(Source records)
********************
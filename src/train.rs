use ndarray::concatenate;
use ndarray::prelude::*;
use ndarray::Array;
use ndarray_rand::RandomExt;
use ndarray_rand::rand_distr::Uniform;
use rand::rngs::StdRng;
use rand::seq::SliceRandom;
use rand::SeedableRng;
use crate::cooccurrence::Counts;
use crate::embedding::{EmbeddingTrainer, TrainingParams};
use crate::error::{EmbeddingError, Result};
use crate::normalizer::Corpus;
use crate::similarity::DenseEmbeddings;
use crate::vocabulary::Vocabulary;
use std::iter::zip;
use std::ops::AddAssign;
use std::ops::SubAssign;
use std::time::Instant;


/// Settings of the co-occurrence backend that the generic [`TrainingParams`] do not cover.
#[derive(Clone, Debug, PartialEq)]
pub struct GloveSettings {
    pub learning_rate: f32,
    pub x_max: f32,
    pub alpha: f32,
    pub batch_size: usize,
    pub num_threads: usize,
    pub max_vocab_size: Option<usize>,
    pub seed: Option<u64>,
}

impl Default for GloveSettings {
    fn default() -> Self {
        Self {
            learning_rate: 0.05,
            x_max: 100.0,
            alpha: 0.75,
            batch_size: 64,
            num_threads: 4,
            max_vocab_size: None,
            seed: None,
        }
    }
}


// token and context weights, biases and their AdaGrad accumulators
struct Train {
    w_tokens: Array2<f32>,
    w_context: Array2<f32>,
    b_tokens: Array2<f32>,
    b_context: Array2<f32>,
    ag_w_tok: Array2<f32>,
    ag_w_context: Array2<f32>,
    ag_b_tok: Array2<f32>,
    ag_b_context: Array2<f32>,
}

impl Train {

    fn new(vocab_size: usize, embedding_dim: usize, rng: &mut StdRng) -> Train {

        let init = Uniform::new(-0.5f32, 0.5f32);
        let scale = embedding_dim as f32;
        Self {
            w_tokens: Array::random_using((vocab_size, embedding_dim), init, rng) / scale,
            w_context: Array::random_using((vocab_size, embedding_dim), init, rng) / scale,
            b_tokens: Array::random_using((vocab_size, 1), init, rng) / scale,
            b_context: Array::random_using((vocab_size, 1), init, rng) / scale,
            ag_w_tok: Array2::from_elem((vocab_size, embedding_dim), 1.0), // init to 1.0 makes the initial eta equal to inital learning rate
            ag_w_context: Array2::from_elem((vocab_size, embedding_dim), 1.0),
            ag_b_tok: Array2::from_elem((vocab_size, 1), 1.0),
            ag_b_context: Array2::from_elem((vocab_size, 1), 1.0)
        }
    }

    fn weighting_x(x: f32, x_max: f32, alpha: f32) -> f32 {
        if x < x_max {
            (x / x_max).powf(alpha)
        } else {
            1.0
        }
    }

    /// One AdaGrad step over a batch of `[i, j, x]` rows, returns the mean weighted loss before the step.
    fn do_training_batch(&mut self, batch: &Array2<f32>, settings: &GloveSettings) -> f32 {

        let learning_rate = settings.learning_rate;

        let is: Vec<usize> = batch.column(0).iter().map(|x| *x as usize).collect();
        let js: Vec<usize> = batch.column(1).iter().map(|x| *x as usize).collect();
        let xs: Array2<f32> = batch.column(2).to_owned().insert_axis(Axis(1));

        // dimensions of (batch, embedding_dim) for v
        // dimensions of (batch, 1) for b
        let v_tok: Array2<f32> = self.w_tokens.select(Axis(0), &is);
        let v_context: Array2<f32> = self.w_context.select(Axis(0), &js);
        let b_tok: Array2<f32> = self.b_tokens.select(Axis(0), &is);
        let b_context: Array2<f32> = self.b_context.select(Axis(0), &js);

        let g_v_tok: Array2<f32> = self.ag_w_tok.select(Axis(0), &is);
        let g_v_context: Array2<f32> = self.ag_w_context.select(Axis(0), &js);
        let g_b_tok: Array2<f32> = self.ag_b_tok.select(Axis(0), &is);
        let g_b_context: Array2<f32> = self.ag_b_context.select(Axis(0), &js);

        let xs_weighted: Array2<f32> = xs.mapv(|x| Train::weighting_x(x, settings.x_max, settings.alpha));

        // diff is of size (batch, 1)
        let dp: Array2<f32> = (&v_tok * &v_context).sum_axis(Axis(1)).insert_axis(Axis(1));
        let diff: Array2<f32> = &dp + &b_tok + &b_context - &xs.mapv(f32::ln);

        let local_batch_loss: Array2<f32> = 0.5 * &xs_weighted * &diff.mapv(|x| x.powi(2));
        let local_loss = local_batch_loss.mean().unwrap_or(0.0);

        let dl_dw = &xs_weighted * &diff;
        let dl_dw_tok: Array2<f32> = &v_context * &dl_dw;
        let dl_dw_context: Array2<f32> = &v_tok * &dl_dw;
        let dl_db: Array2<f32> = dl_dw;

        let dw_tok_update: Array2<f32> = learning_rate * &dl_dw_tok / &g_v_tok.mapv(f32::sqrt);
        let dw_context_update: Array2<f32> = learning_rate * &dl_dw_context / &g_v_context.mapv(f32::sqrt);
        let db_tok_update: Array2<f32> = learning_rate * &dl_db / &g_b_tok.mapv(f32::sqrt);
        let db_context_update: Array2<f32> = learning_rate * &dl_db / &g_b_context.mapv(f32::sqrt);

        let sq_tok = &dl_dw_tok * &dl_dw_tok;
        let sq_context = &dl_dw_context * &dl_dw_context;
        let sq_b = &dl_db * &dl_db;

        // update by index, no select_mut by non-consecutive indexes is available
        for (ll, (ii, jj)) in zip(&is, &js).enumerate() {
            self.w_tokens.row_mut(*ii).sub_assign(&dw_tok_update.row(ll));
            self.w_context.row_mut(*jj).sub_assign(&dw_context_update.row(ll));
            self.b_tokens.row_mut(*ii).sub_assign(&db_tok_update.row(ll));
            self.b_context.row_mut(*jj).sub_assign(&db_context_update.row(ll));

            self.ag_w_tok.row_mut(*ii).add_assign(&sq_tok.row(ll));
            self.ag_w_context.row_mut(*jj).add_assign(&sq_context.row(ll));
            self.ag_b_tok.row_mut(*ii).add_assign(&sq_b.row(ll));
            self.ag_b_context.row_mut(*jj).add_assign(&sq_b.row(ll));
        }

        local_loss
    }

    fn train(&mut self, x_mat: &[Array2<f32>], epochs: usize, settings: &GloveSettings, rng: &mut StdRng) -> Vec<f32> {

        let mut losses = Vec::with_capacity(epochs);

        for epoch in 0..epochs {

            let timer = Instant::now();
            let mut epoch_loss = 0.0;
            let mut n_batches = 0;

            // for each epoch shuffle the slices order and the order within each slice
            let mut slices_order = (0..x_mat.len()).collect::<Vec<usize>>();
            slices_order.shuffle(rng);

            for m in slices_order {

                let slice_arr = &x_mat[m];
                let mut in_slice_order = (0..slice_arr.nrows()).collect::<Vec<usize>>();
                in_slice_order.shuffle(rng);

                for chunk_indexes in in_slice_order.chunks(settings.batch_size) {
                    let batch = slice_arr.select(Axis(0), chunk_indexes);
                    epoch_loss += self.do_training_batch(&batch, settings);
                    n_batches += 1;
                }
            }

            let mean_loss = if n_batches > 0 { epoch_loss / n_batches as f32 } else { 0.0 };
            tracing::info!("finished epoch {} / {}, loss is {}, took {} ms", epoch + 1, epochs, mean_loss, timer.elapsed().as_millis());
            losses.push(mean_loss);
        }

        losses
    }

    // counts are stored one-sided, training needs both (i, j) and (j, i)
    fn symmetric(x_mat_slices: Vec<Array2<f32>>) -> Result<Vec<Array2<f32>>> {
        let mut symmetric_slices: Vec<Array2<f32>> = Vec::with_capacity(x_mat_slices.len());
        for x_mat_slice in x_mat_slices {
            let mirrored = x_mat_slice.select(Axis(1), &[1, 0, 2]);
            symmetric_slices.push(concatenate(Axis(0), &[x_mat_slice.view(), mirrored.view()])?);
        }
        Ok(symmetric_slices)
    }
}


/// Trains vectors by factorising the windowed co-occurrence matrix of the corpus
/// (weighted least squares with AdaGrad). The training objective decides how
/// positions inside the window are weighted when counting.
pub struct CooccurrenceTrainer {
    settings: GloveSettings,
}

impl CooccurrenceTrainer {

    pub fn new(settings: GloveSettings) -> CooccurrenceTrainer {
        Self { settings }
    }

    pub fn settings(&self) -> &GloveSettings {
        &self.settings
    }

    fn check(&self, vocabulary: &Vocabulary, params: &TrainingParams) -> Result<()> {
        if vocabulary.is_empty() {
            return Err(EmbeddingError::EmptyVocabulary);
        }
        if params.embedding_dimension == 0 || params.context_window == 0 || params.epochs == 0 || self.settings.batch_size == 0 {
            return Err(EmbeddingError::Config(
                "embedding dimension, context window, epochs and batch size must all be positive".to_string()
            ));
        }
        Ok(())
    }

    fn rng(&self) -> StdRng {
        match self.settings.seed {
            Some(seed) => StdRng::seed_from_u64(seed),
            None => StdRng::from_entropy(),
        }
    }

    /// Co-occurrence counts of `corpus` over `vocabulary`, in the layout [`Self::train_from_counts`] expects.
    pub fn count(&self, corpus: &Corpus, vocabulary: &Vocabulary, params: &TrainingParams) -> Result<Vec<Array2<f32>>> {
        self.check(vocabulary, params)?;
        Counts::run(corpus.sentences(), vocabulary, params.objective, params.context_window, self.settings.num_threads)
    }

    pub fn train_from_counts(&self, counts: Vec<Array2<f32>>, vocabulary: &Vocabulary, params: &TrainingParams) -> Result<DenseEmbeddings> {

        self.check(vocabulary, params)?;
        let timer = Instant::now();
        let mut rng = self.rng();

        let x_mat = Train::symmetric(counts)?;
        let n_examples: usize = x_mat.iter().map(|x| x.nrows()).sum();
        tracing::info!("training {} vectors of dimension {} on {} co-occurrences", vocabulary.len(), params.embedding_dimension, n_examples);

        let mut trainer = Train::new(vocabulary.len(), params.embedding_dimension, &mut rng);
        trainer.train(&x_mat, params.epochs, &self.settings, &mut rng);

        // the sum of both weight sets is the matrix to compute similarities with
        let w = &trainer.w_tokens + &trainer.w_context;
        tracing::info!("finished training, took {} seconds", timer.elapsed().as_secs());
        DenseEmbeddings::new(vocabulary.clone(), w)
    }
}

impl EmbeddingTrainer for CooccurrenceTrainer {

    type Model = DenseEmbeddings;

    fn build_vocabulary(&self, corpus: &Corpus, min_token_frequency: usize) -> Vocabulary {
        Vocabulary::build(corpus, min_token_frequency, self.settings.max_vocab_size)
    }

    fn train(&self, corpus: &Corpus, vocabulary: &Vocabulary, params: &TrainingParams) -> Result<DenseEmbeddings> {
        let counts = self.count(corpus, vocabulary, params)?;
        self.train_from_counts(counts, vocabulary, params)
    }
}


#[cfg(test)]
mod tests {

    use ndarray::{array, Array2};
    use rand::rngs::StdRng;
    use rand::SeedableRng;
    use crate::cooccurrence::Counts;
    use crate::embedding::{EmbeddingModel, EmbeddingTrainer, TrainingObjective, TrainingParams};
    use crate::error::EmbeddingError;
    use crate::normalizer::Corpus;
    use crate::vocabulary::Vocabulary;
    use super::{CooccurrenceTrainer, GloveSettings, Train};

    fn corpus() -> Corpus {
        let lines = [
            "the cat sat on the mat",
            "the dog sat on the rug",
            "a cat and a dog met",
            "the cat chased the dog",
            "the dog chased the cat",
            "a rare word",
        ];
        Corpus::new(lines.iter().map(|l| l.split(' ').map(|t| t.to_string()).collect()).collect())
    }

    fn params() -> TrainingParams {
        TrainingParams { embedding_dimension: 8, objective: TrainingObjective::SkipGram, context_window: 3, epochs: 30 }
    }

    fn trainer() -> CooccurrenceTrainer {
        CooccurrenceTrainer::new(GloveSettings { batch_size: 4, num_threads: 2, seed: Some(7), ..GloveSettings::default() })
    }

    #[test]
    fn mirrored_counts() {
        let counts: Array2<f32> = array![[0.0, 1.0, 2.0]];
        let sym = Train::symmetric(vec![counts]).unwrap();
        assert_eq!(sym[0], array![[0.0f32, 1.0, 2.0], [1.0, 0.0, 2.0]]);
    }

    #[test]
    fn weighting_is_capped() {
        assert_eq!(Train::weighting_x(200.0, 100.0, 0.75), 1.0);
        assert!((Train::weighting_x(50.0, 100.0, 1.0) - 0.5).abs() < 1e-6);
    }

    #[test]
    fn empty_vocabulary_is_an_error() {
        let t = trainer();
        let vocab = t.build_vocabulary(&Corpus::default(), 1);
        assert!(matches!(t.train(&Corpus::default(), &vocab, &params()), Err(EmbeddingError::EmptyVocabulary)));
    }

    #[test]
    fn seeded_training_is_reproducible_and_shaped() {

        let t = trainer();
        let c = corpus();
        let vocab = t.build_vocabulary(&c, 2);
        assert!(!vocab.contains("rare"));

        let model = t.train(&c, &vocab, &params()).unwrap();
        let again = t.train(&c, &vocab, &params()).unwrap();

        assert_eq!(model.weights().dim(), (vocab.len(), 8));
        assert!(model.weights().iter().all(|x| x.is_finite()));
        assert_eq!(model.weights(), again.weights());
        assert!(matches!(model.vector_of("rare"), Err(EmbeddingError::NotInVocabulary(_))));
        assert_eq!(model.vector_of("cat").unwrap().len(), 8);
    }

    #[test]
    fn loss_goes_down() {

        let t = trainer();
        let c = corpus();
        let vocab = t.build_vocabulary(&c, 1);
        let p = params();

        let counts = Counts::run(c.sentences(), &vocab, p.objective, p.context_window, 1).unwrap();
        let x_mat = Train::symmetric(counts).unwrap();
        let mut rng = StdRng::seed_from_u64(3);
        let settings = GloveSettings { x_max: 2.0, ..t.settings().clone() };
        let mut weights = Train::new(vocab.len(), p.embedding_dimension, &mut rng);
        let losses = weights.train(&x_mat, p.epochs, &settings, &mut rng);

        assert_eq!(losses.len(), p.epochs);
        assert!(losses[p.epochs - 1] < losses[0]);
    }

    #[test]
    fn max_vocab_size_caps_the_vocabulary() {
        let t = CooccurrenceTrainer::new(GloveSettings { max_vocab_size: Some(3), ..GloveSettings::default() });
        let vocab: Vocabulary = t.build_vocabulary(&corpus(), 1);
        assert_eq!(vocab.tokens().collect::<Vec<_>>(), vec!["the", "cat", "dog"]);
    }
}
********************
In the entries above, count each line with "iter"; reply with the total only.

6